Kerr has expertise of a particularly tragic and personal kind. Kerr's father, a scholar of the Middle East, was shot dead by gunmen in Beirut, Lebanon, in 1984. The killers were associated with a group called Islamic Holy War, which said in a subsequent statement that it objected to "the American military presence in Lebanon." Kerr was a professor, not a general, but that distinction apparently did not matter.

Steve was a freshman at the University of Arizona at the time. Later, he played for the Chicago Bulls, alongside Michael Jordan. The year Kerr joined the Bulls, 1993, there were 850 killed in Chicago, 74 percent of them by guns. (That city remains a potent symbol of gun violence, and is frequently mentioned by conservatives, including President Trump, as a symbol of the futility of gun laws.)

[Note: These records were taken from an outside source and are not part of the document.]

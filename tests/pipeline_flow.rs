//! End-to-end execute and query flows against a mock LCD.

use base64::engine::general_purpose::STANDARD as BASE64;
use base64::Engine as _;
use k256::ecdsa::signature::Verifier;
use k256::ecdsa::{Signature, VerifyingKey};
use prost::Message;
use serde_json::json;

use secret_tx::blockchain::{LocalWallet, TxStatus, WalletKeyProvider};
use secret_tx::crypto::cipher::CipherResult;
use secret_tx::crypto::{EncryptedEnvelope, EncryptionSeed, MessageCipher, MessageEncryptor, Nonce};
use secret_tx::encoding::address;
use secret_tx::encoding::proto::{
    Any, AuthInfo, MsgExecuteContract, MsgExecuteContractResponse, SignDoc, TxBody, TxMsgData,
    TxRaw, MSG_EXECUTE_CONTRACT_RESPONSE_TYPE_URL,
};
use secret_tx::pipeline::{ContractCall, ExecuteRequest, Pipeline, QueryRequest};

mod common;
use common::{
    account_body, not_found_body, test_config, CODE_HASH, CONTRACT_A, CONTRACT_B, TEST_PRIVATE_KEY,
};

const FIXED_NONCE: Nonce = [0x22; 32];
const TX_HASH: &str = "5F3B0D2C9A4E7F61B8C2D0E9A7F3B1C5D4E6F8A0B2C4D6E8F0A1B3C5D7E9F1A3";

/// `{"transfer":{"status":"success"}}`, base64-wrapped, sealed under the fixed nonce.
const EXECUTE_RESPONSE_CT: &str =
    "nCseKS8JGeTby7AChDbXe9bVBQzYeIInKOd9wkqjStEPso1hDHNaEKfvIsbqfBDjRqNM3E5JEo72xgLZ";

/// `{"balance":{"amount":"42"}}`, base64-wrapped, sealed under the fixed nonce.
const QUERY_RESPONSE_CT: &str =
    "ZxXI0Tq7chYArZoKCprN8/NMxAMSTk0i6XIMSNNcQcMjYzIu5FycrV0EfCBAdUCbQMDHow==";

/// Cipher that always uses the same nonce so responses can be precomputed.
struct FixedNonceCipher(MessageCipher);

impl MessageEncryptor for FixedNonceCipher {
    fn encrypt(
        &self,
        code_hash: Option<&str>,
        plaintext_json: &str,
        seed: &EncryptionSeed,
    ) -> CipherResult<EncryptedEnvelope> {
        self.0.encrypt_with_nonce(FIXED_NONCE, code_hash, plaintext_json, seed)
    }

    fn decrypt(
        &self,
        ciphertext: &[u8],
        nonce: &Nonce,
        seed: &EncryptionSeed,
    ) -> CipherResult<Vec<u8>> {
        self.0.decrypt(ciphertext, nonce, seed)
    }
}

fn tx_msg_data_hex(responses: usize) -> String {
    let ct = BASE64.decode(EXECUTE_RESPONSE_CT).unwrap();
    let data = TxMsgData {
        data: Vec::new(),
        msg_responses: (0..responses)
            .map(|_| Any {
                type_url: MSG_EXECUTE_CONTRACT_RESPONSE_TYPE_URL.to_string(),
                value: MsgExecuteContractResponse { data: ct.clone() }.encode_to_vec(),
            })
            .collect(),
    };
    hex::encode_upper(data.encode_to_vec())
}

/// Mock LCD for a successful execute of `responses` messages.
async fn start_happy_lcd(responses: usize) -> common::MockLcd {
    let data_hex = tx_msg_data_hex(responses);
    common::start_programmable_backend(move |req| {
        let data_hex = data_hex.clone();
        async move {
            match (req.method.as_str(), req.route()) {
                ("GET", r) if r.starts_with("/cosmos/auth/v1beta1/accounts/") => {
                    (200, account_body(17, 4))
                }
                ("GET", r) if r.starts_with("/compute/v1beta1/code_hash/by_contract_address/") => {
                    (200, json!({ "code_hash": CODE_HASH.to_uppercase() }).to_string())
                }
                ("POST", "/cosmos/tx/v1beta1/txs") => {
                    let tx =
                        json!({ "height": "0", "txhash": TX_HASH, "code": 0, "raw_log": "[]" });
                    (200, json!({ "tx_response": tx }).to_string())
                }
                ("GET", r) if r == format!("/cosmos/tx/v1beta1/txs/{}", TX_HASH) => (
                    200,
                    json!({
                        "tx_response": {
                            "height": "1234567",
                            "txhash": TX_HASH,
                            "code": 0,
                            "data": data_hex,
                            "raw_log": "",
                            "logs": [],
                            "gas_wanted": "200000",
                            "gas_used": "91234",
                            "events": [{ "type": "execute", "attributes": [] }]
                        }
                    })
                    .to_string(),
                ),
                _ => (404, not_found_body()),
            }
        }
    })
    .await
}

fn broadcast_tx(lcd: &common::MockLcd) -> TxRaw {
    let post = lcd
        .requests()
        .into_iter()
        .find(|r| r.method == "POST")
        .expect("broadcast request");
    let body: serde_json::Value = serde_json::from_str(&post.body).unwrap();
    assert_eq!(body["mode"], "BROADCAST_MODE_SYNC");
    let bytes = BASE64.decode(body["tx_bytes"].as_str().unwrap()).unwrap();
    TxRaw::decode(bytes.as_slice()).unwrap()
}

#[tokio::test]
async fn test_execute_confirms_and_decrypts_response() {
    let lcd = start_happy_lcd(1).await;
    let config = test_config(&lcd);
    let cipher = FixedNonceCipher(MessageCipher::mainnet());
    let pipeline = Pipeline::with_encryptor(&config, cipher).unwrap();
    let wallet = LocalWallet::from_private_key_default(TEST_PRIVATE_KEY).unwrap();

    let msg = r#"{"transfer":{"recipient":"secret1xyz","amount":"10"}}"#;
    let call = ContractCall::new(CONTRACT_A, msg)
        .with_code_hash(CODE_HASH)
        .with_funds("1000uscrt");
    let ctx = pipeline.new_context();
    let outcome = pipeline
        .execute(&ctx, &wallet, ExecuteRequest::single(call).with_memo("hello"))
        .await
        .unwrap();

    assert_eq!(outcome.tx_hash, TX_HASH);
    assert!(outcome.broadcast.is_accepted());
    match &outcome.status {
        TxStatus::Confirmed(tx) => {
            assert_eq!(tx.height, 1_234_567);
            assert_eq!(tx.gas_used, 91_234);
        }
        other => panic!("expected confirmation, got {:?}", other),
    }
    assert_eq!(outcome.responses, vec![Some(json!({ "transfer": { "status": "success" } }))]);

    // Code hash was supplied, so no lookup.
    assert_eq!(lcd.count("/compute/v1beta1/code_hash"), 0);

    let raw = broadcast_tx(&lcd);
    let body = TxBody::decode(raw.body_bytes.as_slice()).unwrap();
    assert_eq!(body.memo, "hello");
    let msg = MsgExecuteContract::decode(body.messages[0].value.as_slice()).unwrap();
    assert_eq!(msg.sent_funds.len(), 1);
    assert_eq!(msg.sent_funds[0].amount, "1000");

    let env = EncryptedEnvelope::from_bytes(&msg.msg).unwrap();
    assert_eq!(env.nonce(), &FIXED_NONCE);
    let plain = MessageCipher::mainnet()
        .decrypt(env.ciphertext(), env.nonce(), &wallet.encryption_seed())
        .unwrap();
    assert!(plain.starts_with(CODE_HASH.as_bytes()));
}

#[tokio::test]
async fn test_execute_signature_and_sequence() {
    let lcd = start_happy_lcd(1).await;
    let mut config = test_config(&lcd);
    config.confirmation.enabled = false;
    let pipeline = Pipeline::from_config(&config).unwrap();
    let wallet = LocalWallet::from_private_key_default(TEST_PRIVATE_KEY).unwrap();

    let call = ContractCall::new(CONTRACT_A, r#"{"increment":{}}"#).with_code_hash(CODE_HASH);
    let outcome = pipeline
        .execute(&pipeline.new_context(), &wallet, ExecuteRequest::single(call))
        .await
        .unwrap();
    assert_eq!(outcome.status, TxStatus::Unconfirmed);
    assert_eq!(outcome.responses, vec![None]);
    assert_eq!(lcd.count(&format!("/cosmos/tx/v1beta1/txs/{}", TX_HASH)), 0);

    let raw = broadcast_tx(&lcd);
    let auth = AuthInfo::decode(raw.auth_info_bytes.as_slice()).unwrap();
    assert_eq!(auth.signer_infos[0].sequence, 4);

    let sign_doc = SignDoc {
        body_bytes: raw.body_bytes.clone(),
        auth_info_bytes: raw.auth_info_bytes.clone(),
        chain_id: "secret-4".to_string(),
        account_number: 17,
    }
    .encode_to_vec();
    let vk = VerifyingKey::from_sec1_bytes(&wallet.public_key()).unwrap();
    let signature = Signature::from_slice(&raw.signatures[0]).unwrap();
    assert!(vk.verify(&sign_doc, &signature).is_ok());
}

#[tokio::test]
async fn test_multi_message_order_and_code_hash_lookup() {
    let lcd = start_happy_lcd(3).await;
    let config = test_config(&lcd);
    let cipher = FixedNonceCipher(MessageCipher::mainnet());
    let pipeline = Pipeline::with_encryptor(&config, cipher).unwrap();
    let wallet = LocalWallet::from_private_key_default(TEST_PRIVATE_KEY).unwrap();

    let request = ExecuteRequest::batch(vec![
        ContractCall::new(CONTRACT_A, r#"{"step":{"n":1}}"#),
        ContractCall::new(CONTRACT_B, r#"{"step":{"n":2}}"#),
        ContractCall::new(CONTRACT_A, r#"{"step":{"n":3}}"#),
    ]);
    let outcome = pipeline.execute(&pipeline.new_context(), &wallet, request).await.unwrap();
    assert_eq!(outcome.responses.len(), 3);
    assert!(outcome.responses.iter().all(Option::is_some));

    // One lookup per distinct contract.
    assert_eq!(lcd.count("/compute/v1beta1/code_hash/by_contract_address/"), 2);

    let raw = broadcast_tx(&lcd);
    let body = TxBody::decode(raw.body_bytes.as_slice()).unwrap();
    let seed = wallet.encryption_seed();
    let cipher = MessageCipher::mainnet();

    let decoded: Vec<(Vec<u8>, Vec<u8>)> = body
        .messages
        .iter()
        .map(|any| {
            let msg = MsgExecuteContract::decode(any.value.as_slice()).unwrap();
            let env = EncryptedEnvelope::from_bytes(&msg.msg).unwrap();
            let plain = cipher.decrypt(env.ciphertext(), env.nonce(), &seed).unwrap();
            (msg.contract, plain)
        })
        .collect();

    let contract_a = address::decode(CONTRACT_A, "secret").unwrap().to_vec();
    let contract_b = address::decode(CONTRACT_B, "secret").unwrap().to_vec();
    assert_eq!(decoded.len(), 3);
    assert_eq!(decoded[0].0, contract_a);
    assert_eq!(decoded[1].0, contract_b);
    assert_eq!(decoded[2].0, contract_a);
    assert_eq!(decoded[0].1, format!("{}{}", CODE_HASH, r#"{"step":{"n":1}}"#).into_bytes());
    assert_eq!(decoded[1].1, format!("{}{}", CODE_HASH, r#"{"step":{"n":2}}"#).into_bytes());
    assert_eq!(decoded[2].1, format!("{}{}", CODE_HASH, r#"{"step":{"n":3}}"#).into_bytes());
}

#[tokio::test]
async fn test_query_decrypts_reference_response() {
    let lcd = common::start_programmable_backend(|req| async move {
        if req.route().starts_with("/compute/v1beta1/query/") {
            (200, json!({ "data": QUERY_RESPONSE_CT }).to_string())
        } else {
            (404, not_found_body())
        }
    })
    .await;
    let config = test_config(&lcd);
    let cipher = FixedNonceCipher(MessageCipher::mainnet());
    let pipeline = Pipeline::with_encryptor(&config, cipher).unwrap();
    let wallet = LocalWallet::from_private_key_default(TEST_PRIVATE_KEY).unwrap();

    // Truncated code hash is refused before any request.
    let request = QueryRequest::new(CONTRACT_A, r#"{"balance":{}}"#).with_code_hash("abc123");
    let err = pipeline
        .query(&pipeline.new_context(), &wallet, request)
        .await
        .unwrap_err();
    assert_eq!(err.kind(), "validation");
    assert!(lcd.requests().is_empty());

    let request = QueryRequest::new(CONTRACT_A, r#"{"balance":{}}"#).with_code_hash(CODE_HASH);
    let answer = pipeline
        .query(&pipeline.new_context(), &wallet, request)
        .await
        .unwrap();
    assert_eq!(answer, json!({ "balance": { "amount": "42" } }));

    let sent = lcd.requests();
    assert_eq!(sent.len(), 1);
    assert_eq!(sent[0].route(), format!("/compute/v1beta1/query/{}", CONTRACT_A));
    let envelope = BASE64.decode(sent[0].query_param("query").unwrap()).unwrap();
    assert_eq!(&envelope[..32], &FIXED_NONCE);
}
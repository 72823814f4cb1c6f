//! Configuration validation.
//!
//! # Responsibilities
//! - Semantic validation (serde handles syntactic)
//! - Validate value ranges (timeouts > 0, attempts > 0)
//! - Check that the LCD URLs and the consensus key parse
//!
//! # Design Decisions
//! - Returns all validation errors, not just first
//! - Validation is pure function: PipelineConfig → Result<(), Vec<ValidationError>>
//! - Runs before config is accepted into the system

use std::fmt;

use crate::config::schema::PipelineConfig;
use crate::crypto::MessageCipher;

/// A single semantic problem in the configuration.
#[derive(Debug, Clone, PartialEq, Eq)]
pub struct ValidationError {
    pub field: &'static str,
    pub message: String,
}

impl ValidationError {
    fn new(field: &'static str, message: impl Into<String>) -> Self {
        Self {
            field,
            message: message.into(),
        }
    }
}

impl fmt::Display for ValidationError {
    fn fmt(&self, f: &mut fmt::Formatter<'_>) -> fmt::Result {
        write!(f, "{}: {}", self.field, self.message)
    }
}

impl std::error::Error for ValidationError {}

/// Check a parsed configuration.
pub fn validate_config(config: &PipelineConfig) -> Result<(), Vec<ValidationError>> {
    let mut errors = Vec::new();

    if let Err(e) = url::Url::parse(&config.lcd.url) {
        errors.push(ValidationError::new(
            "lcd.url",
            format!("invalid URL '{}': {}", config.lcd.url, e),
        ));
    }
    for failover in &config.lcd.failover_urls {
        if let Err(e) = url::Url::parse(failover) {
            errors.push(ValidationError::new(
                "lcd.failover_urls",
                format!("invalid URL '{}': {}", failover, e),
            ));
        }
    }
    if config.lcd.request_timeout_secs == 0 {
        errors.push(ValidationError::new("lcd.request_timeout_secs", "must be greater than 0"));
    }

    let prefix = &config.network.address_prefix;
    if prefix.is_empty() || !prefix.chars().all(|c| c.is_ascii_lowercase() || c.is_ascii_digit()) {
        errors.push(ValidationError::new(
            "network.address_prefix",
            format!("'{}' is not a lowercase bech32 prefix", prefix),
        ));
    }
    if let Some(chain_id) = &config.network.chain_id {
        if chain_id.trim().is_empty() {
            errors.push(ValidationError::new("network.chain_id", "must not be empty when set"));
        }
    }
    if let Err(e) = MessageCipher::from_base64(&config.network.consensus_io_pubkey) {
        errors.push(ValidationError::new("network.consensus_io_pubkey", e.to_string()));
    }

    if config.fee.gas_limit == 0 {
        errors.push(ValidationError::new("fee.gas_limit", "must be greater than 0"));
    }
    if config.fee.amount.is_empty() || !config.fee.amount.chars().all(|c| c.is_ascii_digit()) {
        errors.push(ValidationError::new(
            "fee.amount",
            format!("'{}' is not an integer amount", config.fee.amount),
        ));
    }
    if config.fee.denom.is_empty() {
        errors.push(ValidationError::new("fee.denom", "must not be empty"));
    }

    if config.confirmation.max_attempts == 0 {
        errors.push(ValidationError::new("confirmation.max_attempts", "must be greater than 0"));
    }
    if config.confirmation.budget_secs == 0 {
        errors.push(ValidationError::new("confirmation.budget_secs", "must be greater than 0"));
    }
    if config.operation.timeout_secs == 0 {
        errors.push(ValidationError::new("operation.timeout_secs", "must be greater than 0"));
    }

    if errors.is_empty() {
        Ok(())
    } else {
        Err(errors)
    }
}
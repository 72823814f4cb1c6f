//! Wallet encryption keys.
//!
//! The x25519 keypair used for contract message encryption is derived from
//! the wallet seed supplied by the key provider. The same seed always yields
//! the same keypair; per-message freshness comes from the envelope nonce.

use sha2::{Digest, Sha256};
use std::fmt;
use x25519_dalek::{PublicKey, StaticSecret};
use zeroize::{Zeroize, ZeroizeOnDrop, Zeroizing};

/// Domain separation prefix hashed in front of the wallet seed.
pub const ENCRYPTION_SEED_DOMAIN: &[u8] = b"secret-tx/encryption-seed/v1";

/// Wallet seed material handed in by the key provider for one call.
///
/// Wiped from memory on drop and never printed.
#[derive(Clone, Zeroize, ZeroizeOnDrop)]
pub struct EncryptionSeed(Vec<u8>);

impl EncryptionSeed {
    pub fn new(bytes: impl Into<Vec<u8>>) -> Self {
        Self(bytes.into())
    }

    pub fn as_bytes(&self) -> &[u8] {
        &self.0
    }
}

impl fmt::Debug for EncryptionSeed {
    fn fmt(&self, f: &mut fmt::Formatter<'_>) -> fmt::Result {
        f.write_str("EncryptionSeed(<redacted>)")
    }
}

/// Deterministic x25519 keypair for one wallet.
pub struct EncryptionKeyPair {
    secret: StaticSecret,
    public: PublicKey,
}

impl EncryptionKeyPair {
    /// Derive the keypair: `clamp(SHA-256(domain || seed))`.
    pub fn derive(seed: &EncryptionSeed) -> Self {
        let mut hasher = Sha256::new();
        hasher.update(ENCRYPTION_SEED_DOMAIN);
        hasher.update(seed.as_bytes());
        let mut scalar: Zeroizing<[u8; 32]> = Zeroizing::new(hasher.finalize().into());
        clamp(&mut scalar);

        let secret = StaticSecret::from(*scalar);
        let public = PublicKey::from(&secret);
        Self { secret, public }
    }

    /// Public half, embedded in every envelope.
    pub fn public_key(&self) -> [u8; 32] {
        self.public.to_bytes()
    }

    /// Diffie-Hellman with a peer public key.
    pub fn shared_secret(&self, peer: &[u8; 32]) -> Zeroizing<[u8; 32]> {
        let shared = self.secret.diffie_hellman(&PublicKey::from(*peer));
        Zeroizing::new(shared.to_bytes())
    }
}

impl fmt::Debug for EncryptionKeyPair {
    fn fmt(&self, f: &mut fmt::Formatter<'_>) -> fmt::Result {
        f.debug_struct("EncryptionKeyPair")
            .field("public", &hex::encode(self.public.as_bytes()))
            .finish_non_exhaustive()
    }
}

fn clamp(scalar: &mut [u8; 32]) {
    scalar[0] &= 248;
    scalar[31] &= 127;
    scalar[31] |= 64;
}
//! Requests and outcomes of pipeline operations.

use serde::Serialize;
use serde_json::Value;

use crate::blockchain::{BroadcastResult, TxStatus};

/// One contract call inside an execute transaction.
#[derive(Debug, Clone, PartialEq, Eq)]
pub struct ContractCall {
    /// Bech32 contract address.
    pub contract: String,
    /// Contract code hash; looked up on the LCD when absent.
    pub code_hash: Option<String>,
    /// Plaintext JSON handle message. Treated as opaque.
    pub msg: String,
    /// Funds attached to the call, e.g. `"1000uscrt"`.
    pub funds: Option<String>,
}

impl ContractCall {
    pub fn new(contract: impl Into<String>, msg: impl Into<String>) -> Self {
        Self {
            contract: contract.into(),
            code_hash: None,
            msg: msg.into(),
            funds: None,
        }
    }

    pub fn with_code_hash(mut self, code_hash: impl Into<String>) -> Self {
        self.code_hash = Some(code_hash.into());
        self
    }

    pub fn with_funds(mut self, funds: impl Into<String>) -> Self {
        self.funds = Some(funds.into());
        self
    }
}

/// A transaction of one or more contract calls from one sender.
#[derive(Debug, Clone, Default, PartialEq, Eq)]
pub struct ExecuteRequest {
    pub calls: Vec<ContractCall>,
    pub memo: String,
}

impl ExecuteRequest {
    pub fn single(call: ContractCall) -> Self {
        Self {
            calls: vec![call],
            memo: String::new(),
        }
    }

    pub fn batch(calls: Vec<ContractCall>) -> Self {
        Self {
            calls,
            memo: String::new(),
        }
    }

    pub fn with_memo(mut self, memo: impl Into<String>) -> Self {
        self.memo = memo.into();
        self
    }
}

/// A read-only contract query.
#[derive(Debug, Clone, PartialEq, Eq)]
pub struct QueryRequest {
    pub contract: String,
    pub code_hash: Option<String>,
    /// Plaintext JSON query message.
    pub query: String,
}

impl QueryRequest {
    pub fn new(contract: impl Into<String>, query: impl Into<String>) -> Self {
        Self {
            contract: contract.into(),
            code_hash: None,
            query: query.into(),
        }
    }

    pub fn with_code_hash(mut self, code_hash: impl Into<String>) -> Self {
        self.code_hash = Some(code_hash.into());
        self
    }
}

/// Result of a submitted execute transaction.
#[derive(Debug, Clone, PartialEq, Serialize)]
pub struct ExecuteOutcome {
    pub tx_hash: String,
    /// Mempool verdict from the broadcast.
    pub broadcast: BroadcastResult,
    /// Inclusion detail, when confirmation found it.
    pub status: TxStatus,
    /// Decrypted response of each call, in call order. `None` when the
    /// transaction was not confirmed or the call returned nothing readable.
    pub responses: Vec<Option<Value>>,
}

impl ExecuteOutcome {
    pub fn is_confirmed(&self) -> bool {
        matches!(self.status, TxStatus::Confirmed(_))
    }
}
//! Bech32 address codec.
//!
//! Converts `secret1…` account and contract addresses to the 20-byte
//! canonical form carried in protobuf messages, and back.
//!
//! # Decode steps
//! 1. Split the human-readable prefix from the data part at the last `1`.
//! 2. Map every data character through the bech32 alphabet.
//! 3. Verify the 6-symbol BIP-173 checksum.
//! 4. Regroup the 5-bit symbols into bytes (strict: no non-zero padding).

use bech32::primitives::decode::CheckedHrpstring;
use bech32::{Bech32, Hrp};
use thiserror::Error;

/// Length of a canonical account or contract address.
pub const CANONICAL_ADDRESS_LEN: usize = 20;

/// Default human-readable prefix for Secret Network addresses.
pub const DEFAULT_PREFIX: &str = "secret";

const CHECKSUM_LEN: usize = 6;
const ALPHABET: &[u8; 32] = b"qpzry9x8gf2tvdw0s3jn54khce6mua7l";

/// Canonical 20-byte address.
pub type CanonicalAddress = [u8; CANONICAL_ADDRESS_LEN];

/// Reasons an address fails to decode.
#[derive(Debug, Clone, PartialEq, Eq, Error)]
pub enum AddressError {
    /// The separator or data part is missing.
    #[error("malformed address '{0}'")]
    Malformed(String),

    /// Human-readable prefix does not match the network.
    #[error("wrong address prefix: expected '{expected}', got '{found}'")]
    WrongPrefix { expected: String, found: String },

    /// A character outside the bech32 alphabet.
    #[error("invalid character '{ch}' at position {position}")]
    InvalidCharacter { ch: char, position: usize },

    /// Upper and lower case characters are mixed.
    #[error("mixed-case address")]
    MixedCase,

    /// Checksum does not verify.
    #[error("invalid bech32 checksum")]
    InvalidChecksum,

    /// Regrouping left more than 4 bits or non-zero padding.
    #[error("invalid bit padding in address payload")]
    InvalidPadding,

    /// Payload decoded to the wrong number of bytes.
    #[error("invalid address length: expected {expected} bytes, got {actual}")]
    InvalidLength { expected: usize, actual: usize },

    /// Encoding failed (bad prefix supplied by the caller).
    #[error("cannot encode address: {0}")]
    Encode(String),
}

/// Result alias for address operations.
pub type AddressResult<T> = Result<T, AddressError>;

/// Decode a bech32 address with the expected prefix into its 20 bytes.
pub fn decode(address: &str, expected_prefix: &str) -> AddressResult<CanonicalAddress> {
    let has_lower = address.chars().any(|c| c.is_ascii_lowercase());
    let has_upper = address.chars().any(|c| c.is_ascii_uppercase());
    if has_lower && has_upper {
        return Err(AddressError::MixedCase);
    }
    let normalized = address.to_ascii_lowercase();

    let (prefix, data) = normalized
        .rsplit_once('1')
        .ok_or_else(|| AddressError::Malformed(address.to_string()))?;

    if prefix != expected_prefix {
        return Err(AddressError::WrongPrefix {
            expected: expected_prefix.to_string(),
            found: prefix.to_string(),
        });
    }
    if data.len() < CHECKSUM_LEN {
        return Err(AddressError::Malformed(address.to_string()));
    }

    let symbols = data
        .bytes()
        .enumerate()
        .map(|(i, b)| {
            ALPHABET
                .iter()
                .position(|&a| a == b)
                .map(|p| p as u8)
                .ok_or(AddressError::InvalidCharacter {
                    ch: b as char,
                    position: prefix.len() + 1 + i,
                })
        })
        .collect::<AddressResult<Vec<u8>>>()?;

    CheckedHrpstring::new::<Bech32>(&normalized).map_err(|_| AddressError::InvalidChecksum)?;

    let payload = regroup_strict(&symbols[..symbols.len() - CHECKSUM_LEN])?;
    if payload.len() != CANONICAL_ADDRESS_LEN {
        return Err(AddressError::InvalidLength {
            expected: CANONICAL_ADDRESS_LEN,
            actual: payload.len(),
        });
    }

    let mut out = [0u8; CANONICAL_ADDRESS_LEN];
    out.copy_from_slice(&payload);
    Ok(out)
}

/// Encode 20 canonical bytes as a bech32 address with the given prefix.
pub fn encode(bytes: &CanonicalAddress, prefix: &str) -> AddressResult<String> {
    let hrp = Hrp::parse(prefix).map_err(|e| AddressError::Encode(e.to_string()))?;
    bech32::encode::<Bech32>(hrp, bytes).map_err(|e| AddressError::Encode(e.to_string()))
}

/// Convert 5-bit symbols to bytes, rejecting leftover non-zero bits.
fn regroup_strict(symbols: &[u8]) -> AddressResult<Vec<u8>> {
    let mut acc: u32 = 0;
    let mut bits: u32 = 0;
    let mut out = Vec::with_capacity(symbols.len() * 5 / 8);

    for &s in symbols {
        acc = (acc << 5) | u32::from(s);
        bits += 5;
        while bits >= 8 {
            bits -= 8;
            out.push(((acc >> bits) & 0xff) as u8);
        }
    }

    if bits >= 5 || (acc & ((1 << bits) - 1)) != 0 {
        return Err(AddressError::InvalidPadding);
    }
    Ok(out)
}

Kerr was a quiet player on the Bulls, but as the head coach of the Golden State Warriors, he has become an increasingly vociferous advocate of gun control. In 2016, after a shooting at the University of California at Los Angeles, he spoke to The New Yorker about his father's death: "You understand how much they are suffering, just like how our family went through that suffering. When you think of it, all of these statistics have names and these names have faces. They are people who are now lost."

When I spoke to him a little later that year, he was even more blunt in his contempt for members of Congress who refuse to challenge the gun lobby. "How insane are we?" Kerr wondered. In the nearly two years since he posed that question, we've gotten more insane still.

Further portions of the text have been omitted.